A intenção da pesquisa
Se olharmos com atenção para os processos de transformação do barro em cerâmica, que se traduzem comumente em utilitários ou acessórios, identificamos um encontro entre geografias, ciências e artes que se misturam durante toda a feitura, traduzidos na maleabilidade e na resistência que vem — ou não —do contato com a água, da temperatura de queima, dos temperos acrescentados e do tempo.
Quem nos guiou nesse percurso foi Aliny Sander e Iuri Dassi, ceramistas que investigam e criam a partir da experiência com os territórios — coletam, testam, temperam, comparam, misturam e brincam com os elementos — para desenvolver peças que contam histórias.
O local da extração do barro — e as características desse ambiente — alteram por completo texturas, cores e resistências. As características do solo não conhecem as fronteiras geográficas e limites estabelecidos entre municípios. Elas se alargam e compõem inúmeras camadas, incluindo as que os olhos não podem ver. E é sobre o barro desta terra “pé vermelho” que vamos conhecer mais.
Mãos que fazem
Em 2016, Alyne e Iuri saíram de Maringá-PR e foram trabalhar com agricultura em Tupã, cidade que fica no interior de São Paulo. Ali, o encontro entre ofícios já que estavam presentes na trajetória de ambos – a agricultura e a cerâmica – trouxe novas possibilidades investigações sobre matérias-primas. “Comecei a aprofundar essa pesquisa dos materiais, porque a gente tinha muitos lugares para conhecer dentro do próprio sítio. E essa relação com a agricultura e com a terra foi se agregando com a cerâmica”.
Caminhos e coletas
As saídas para coletas envolvem um olhar apurado para o solo, como a intenção de encontrar um barro que seja modelável e o contato com as pessoas que moram no local e interagem naquele ambiente.

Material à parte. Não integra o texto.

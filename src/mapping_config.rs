use crate::extractors::SentimentClassifier;
use crate::field_resolver::normalize_header;
use crate::model::MediaKind;
use anyhow::{Context, Result};
use serde::Deserialize;
use std::path::Path;
use std::sync::OnceLock;

/// The built-in mapping settings. [`MappingConfig::default`] is read from
/// this file, so every default lives here and nowhere else.
pub const DEFAULT_TOML_STR: &str = include_str!("mapping_defaults.toml");

const ID_PLACEHOLDER: &str = "{id}";

#[derive(Debug, Default, Deserialize)]
#[serde(default, deny_unknown_fields)]
struct AliasSection {
    date: Option<Vec<String>>,
    name: Option<Vec<String>>,
    location: Option<Vec<String>>,
    message: Option<Vec<String>>,
    staff_involved: Option<Vec<String>>,
    pamphlets_used: Option<Vec<String>>,
    extra_places: Option<Vec<String>>,
    ignored_headers: Option<Vec<String>>,
}

#[derive(Debug, Default, Deserialize)]
#[serde(default, deny_unknown_fields)]
struct MediaSection {
    video_keywords: Option<Vec<String>>,
    photo_url_template: Option<String>,
    video_url_template: Option<String>,
}

#[derive(Debug, Default, Deserialize)]
#[serde(default, deny_unknown_fields)]
struct SentimentSection {
    positive: Option<Vec<String>>,
    negative: Option<Vec<String>>,
}

#[derive(Debug, Default, Deserialize)]
#[serde(default, deny_unknown_fields)]
struct PlaceholderSection {
    name: Option<String>,
    location: Option<String>,
}

#[derive(Debug, Default, Deserialize)]
#[serde(default, deny_unknown_fields)]
struct MappingFile {
    aliases: AliasSection,
    media: MediaSection,
    sentiment: SentimentSection,
    placeholders: PlaceholderSection,
}

/// Normalized alias lists, one per semantic field, highest priority first.
#[derive(Debug, Clone, PartialEq, Eq)]
pub struct FieldAliases {
    pub date: Vec<String>,
    pub name: Vec<String>,
    pub location: Vec<String>,
    pub message: Vec<String>,
    pub staff_involved: Vec<String>,
    pub pamphlets_used: Vec<String>,
}

/// Everything the row mapper needs to know about a sheet.
#[derive(Debug, Clone, PartialEq, Eq)]
pub struct MappingConfig {
    pub aliases: FieldAliases,
    /// Normalized headers appended to the location, matched exactly.
    pub extra_places: Vec<String>,
    /// Normalized headers never copied into `extra_fields`.
    pub ignored_headers: Vec<String>,
    /// A media column whose normalized header contains one of these is video.
    pub video_keywords: Vec<String>,
    pub photo_url_template: String,
    pub video_url_template: String,
    pub name_placeholder: String,
    pub location_placeholder: String,
    sentiment: SentimentClassifier,
}

impl Default for MappingConfig {
    fn default() -> Self {
        static DEFAULTS: OnceLock<MappingConfig> = OnceLock::new();
        DEFAULTS
            .get_or_init(|| {
                MappingConfig::from_complete_str(DEFAULT_TOML_STR)
                    .expect("embedded mapping defaults are complete")
            })
            .clone()
    }
}

impl MappingConfig {
    /// Parse the embedded defaults, reporting rather than panicking on a
    /// broken template.
    pub fn from_default_config() -> Result<Self> {
        Self::from_complete_str(DEFAULT_TOML_STR)
    }

    pub fn from_toml_path<P: AsRef<Path>>(path: P) -> Result<Self> {
        use std::fs;
        let contents = fs::read_to_string(&path).with_context(|| {
            format!(
                "Failed to read mapping configuration from {}",
                path.as_ref().display()
            )
        })?;
        Self::from_toml_str(&contents)
    }

    /// Parse a mapping file. Keys the file leaves out keep their defaults.
    pub fn from_toml_str(toml_str: &str) -> Result<Self> {
        let file = parse_mapping_file(toml_str)?;
        let mut config = Self::default();
        config.overlay(file)?;
        Ok(config)
    }

    /// Build a config from a file that must set every key.
    fn from_complete_str(toml_str: &str) -> Result<Self> {
        let file = parse_mapping_file(toml_str)?;
        let aliases = file.aliases;
        let media = file.media;

        let positive = required(file.sentiment.positive, "sentiment.positive")?;
        let negative = required(file.sentiment.negative, "sentiment.negative")?;

        Ok(Self {
            aliases: FieldAliases {
                date: required_aliases(aliases.date, "aliases.date")?,
                name: required_aliases(aliases.name, "aliases.name")?,
                location: required_aliases(aliases.location, "aliases.location")?,
                message: required_aliases(aliases.message, "aliases.message")?,
                staff_involved: required_aliases(aliases.staff_involved, "aliases.staff_involved")?,
                pamphlets_used: required_aliases(aliases.pamphlets_used, "aliases.pamphlets_used")?,
            },
            extra_places: required_aliases(aliases.extra_places, "aliases.extra_places")?,
            ignored_headers: required_aliases(aliases.ignored_headers, "aliases.ignored_headers")?,
            video_keywords: required_aliases(media.video_keywords, "media.video_keywords")?,
            photo_url_template: validate_template(
                "photo_url_template",
                required(media.photo_url_template, "media.photo_url_template")?,
            )?,
            video_url_template: validate_template(
                "video_url_template",
                required(media.video_url_template, "media.video_url_template")?,
            )?,
            name_placeholder: required(file.placeholders.name, "placeholders.name")?,
            location_placeholder: required(file.placeholders.location, "placeholders.location")?,
            sentiment: SentimentClassifier::new(positive.as_slice(), negative.as_slice()),
        })
    }

    fn overlay(&mut self, file: MappingFile) -> Result<()> {
        let aliases = file.aliases;
        override_normalized(&mut self.aliases.date, aliases.date);
        override_normalized(&mut self.aliases.name, aliases.name);
        override_normalized(&mut self.aliases.location, aliases.location);
        override_normalized(&mut self.aliases.message, aliases.message);
        override_normalized(&mut self.aliases.staff_involved, aliases.staff_involved);
        override_normalized(&mut self.aliases.pamphlets_used, aliases.pamphlets_used);
        override_normalized(&mut self.extra_places, aliases.extra_places);
        override_normalized(&mut self.ignored_headers, aliases.ignored_headers);
        override_normalized(&mut self.video_keywords, file.media.video_keywords);

        if let Some(template) = file.media.photo_url_template {
            self.photo_url_template = validate_template("photo_url_template", template)?;
        }
        if let Some(template) = file.media.video_url_template {
            self.video_url_template = validate_template("video_url_template", template)?;
        }

        let sentiment = file.sentiment;
        if sentiment.positive.is_some() || sentiment.negative.is_some() {
            let positive = sentiment
                .positive
                .unwrap_or_else(|| self.sentiment.positive().to_vec());
            let negative = sentiment
                .negative
                .unwrap_or_else(|| self.sentiment.negative().to_vec());
            self.sentiment = SentimentClassifier::new(positive.as_slice(), negative.as_slice());
        }

        if let Some(name) = file.placeholders.name {
            self.name_placeholder = name;
        }
        if let Some(location) = file.placeholders.location {
            self.location_placeholder = location;
        }

        Ok(())
    }

    pub fn sentiment(&self) -> &SentimentClassifier {
        &self.sentiment
    }

    /// Video when the normalized header names a video keyword, photo otherwise.
    pub fn media_kind(&self, normalized_header: &str) -> MediaKind {
        if self
            .video_keywords
            .iter()
            .any(|keyword| !keyword.is_empty() && normalized_header.contains(keyword.as_str()))
        {
            MediaKind::Video
        } else {
            MediaKind::Photo
        }
    }

    pub fn media_url(&self, kind: MediaKind, id: &str) -> String {
        let template = match kind {
            MediaKind::Photo => &self.photo_url_template,
            MediaKind::Video => &self.video_url_template,
        };
        template.replace(ID_PLACEHOLDER, id)
    }

    pub fn is_ignored_header(&self, normalized_header: &str) -> bool {
        self.ignored_headers
            .iter()
            .any(|ignored| ignored == normalized_header)
    }
}

fn normalize_all<S: AsRef<str>>(values: &[S]) -> Vec<String> {
    values
        .iter()
        .map(|value| normalize_header(value.as_ref()))
        .filter(|value| !value.is_empty())
        .collect()
}

fn parse_mapping_file(toml_str: &str) -> Result<MappingFile> {
    toml::from_str(toml_str).context("Failed to parse mapping configuration")
}

fn required_aliases(value: Option<Vec<String>>, key: &str) -> Result<Vec<String>> {
    Ok(normalize_all(required(value, key)?.as_slice()))
}

fn required<T>(value: Option<T>, key: &str) -> Result<T> {
    value.with_context(|| format!("Mapping configuration is missing '{}'", key))
}

fn override_normalized(target: &mut Vec<String>, replacement: Option<Vec<String>>) {
    if let Some(values) = replacement {
        *target = normalize_all(values.as_slice());
    }
}

fn validate_template(key: &str, template: String) -> Result<String> {
    if !template.contains(ID_PLACEHOLDER) {
        anyhow::bail!(
            "Media URL template '{}' must contain {}, got: {}",
            key,
            ID_PLACEHOLDER,
            template
        );
    }
    Ok(template)
}

#[cfg(test)]
mod tests {
    use super::*;

    #[test]
    fn embedded_template_is_complete() {
        let from_file = MappingConfig::from_default_config().unwrap();
        assert_eq!(from_file, MappingConfig::default());
        assert_eq!(from_file.extra_places, vec!["place2", "place3"]);
        assert_eq!(from_file.ignored_headers, vec!["timestamp"]);
        assert_eq!(from_file.name_placeholder, "Unknown Incharge");
        assert_eq!(from_file.location_placeholder, "Not Specified");
    }

    #[test]
    fn complete_file_must_set_every_key() {
        let err = MappingConfig::from_complete_str("[aliases]\ndate = [\"date\"]\n").unwrap_err();
        assert!(err.to_string().contains("aliases.name"));
    }

    #[test]
    fn partial_sentiment_override_keeps_other_class() {
        let config = MappingConfig::from_toml_str("[sentiment]\npositive = [\"shabash\"]\n").unwrap();
        assert_eq!(config.sentiment().positive().to_vec(), vec!["shabash".to_string()]);
        assert_eq!(
            config.sentiment().negative(),
            MappingConfig::default().sentiment().negative()
        );
    }

    #[test]
    fn aliases_are_normalized_on_load() {
        let config = MappingConfig::default();
        assert_eq!(config.aliases.name, vec!["campaignincharge", "incharge", "name"]);
        assert_eq!(config.aliases.location, vec!["place1", "place"]);
    }

    #[test]
    fn partial_file_keeps_other_defaults() {
        let config = MappingConfig::from_toml_str(
            r#"
            [aliases]
            name = ["Prabhari", "Incharge"]

            [placeholders]
            location = "Unknown"
            "#,
        )
        .unwrap();

        assert_eq!(config.aliases.name, vec!["prabhari", "incharge"]);
        assert_eq!(config.aliases.message, MappingConfig::default().aliases.message);
        assert_eq!(config.location_placeholder, "Unknown");
        assert_eq!(config.name_placeholder, "Unknown Incharge");
    }

    #[test]
    fn rejects_template_without_placeholder() {
        let err = MappingConfig::from_toml_str(
            r#"
            [media]
            photo_url_template = "https://example.com/static"
            "#,
        )
        .unwrap_err();
        assert!(err.to_string().contains("photo_url_template"));
    }

    #[test]
    fn rejects_unknown_keys() {
        assert!(MappingConfig::from_toml_str("[aliases]\nnmae = [\"x\"]\n").is_err());
    }

    #[test]
    fn classifies_media_headers() {
        let config = MappingConfig::default();
        assert_eq!(config.media_kind("videoclip"), MediaKind::Video);
        assert_eq!(config.media_kind("moviefile"), MediaKind::Video);
        assert_eq!(config.media_kind("photoupload"), MediaKind::Photo);
        assert_eq!(config.media_kind("upload"), MediaKind::Photo);
    }

    #[test]
    fn builds_media_urls() {
        let config = MappingConfig::default();
        assert_eq!(
            config.media_url(MediaKind::Photo, "AAA111"),
            "https://lh3.googleusercontent.com/d/AAA111"
        );
        assert_eq!(
            config.media_url(MediaKind::Video, "BBB222"),
            "https://drive.google.com/file/d/BBB222/preview"
        );
    }
}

Essa perspectiva de trabalho veio a partir das próprias pesquisas e também de aprendizados com as comunidades, ainda que estejam fora de uma linha familiar tradicional. “São pessoas que têm essa relação: de coleta, de conhecer o próprio barro, de fazer a própria massa. Investigando essas relações, a gente foi construindo nosso caminho, com a ajuda delas. A gente está fora de uma linha tradicional, mas foi dessas pessoas que a gente foi aprendendo.
“São várias tecnologias nossas que foram desprezadas em detrimento de outros tipos de fazer cerâmica que vêm de fora. E a gente tem pesquisado para trazer questões locais e fazer sentido dentro do que a gente faz.”
A coleta é dar uma caminhada, ir tateando, ir na intuição junto ao conhecimento que já temos de ficar percorrendo esses caminhos. Coletar, sentir. É na questão do tato, do cheiro.
– Aliny Sander
Como a diversidade de argila é muito grande em qualquer lugar, o roteiro de saída pode envolver uma coloração específica, mas é o percurso que vai indicando as possibilidades e usos criativos.
“Às vezes, a gente junta dois barros diferentes e já chega em uma massa ótima para trabalhar. Em outros casos, é preciso fazer um beneficiamento maior para chegar numa qualidade melhor. Perto de áreas de reflorestamento, de mata ciliar, sempre tem afloramento de diversos tipos de barro”, explica Iuri.
Após as coletas, o barro passa pelo processo de beneficiamento, que consiste em peneirá-lo para retirar o excesso de raízes e de pedrinhas. A autonomia no processo de coleta garante as características da paisagem nas peças e colorações únicas.
Por estar coletando seu próprio material, você acaba tendo uma estética, trabalha com uma linguagem de cerâmica que é local.
– Iuri Dassi
O tempo do barro
O caminho da autonomia em relação ao barro ainda é um processo em andamento. Para manter a cerâmica como ofício, por enquanto, é necessário a junção dos barros comerciais aos locais, que são coletados em Tupã ou Maringá. Assim, é possível manter a produção e imprimir características da região às peças.
Nós temos sempre o cuidado de trabalhar com o barro que tem composições minerais parecidas com as características daqui. Pra gente não faz muito sentido descolar esse corpo do barro, desse corpo da cerâmica, da paisagem que me abraça, desse chão vermelho.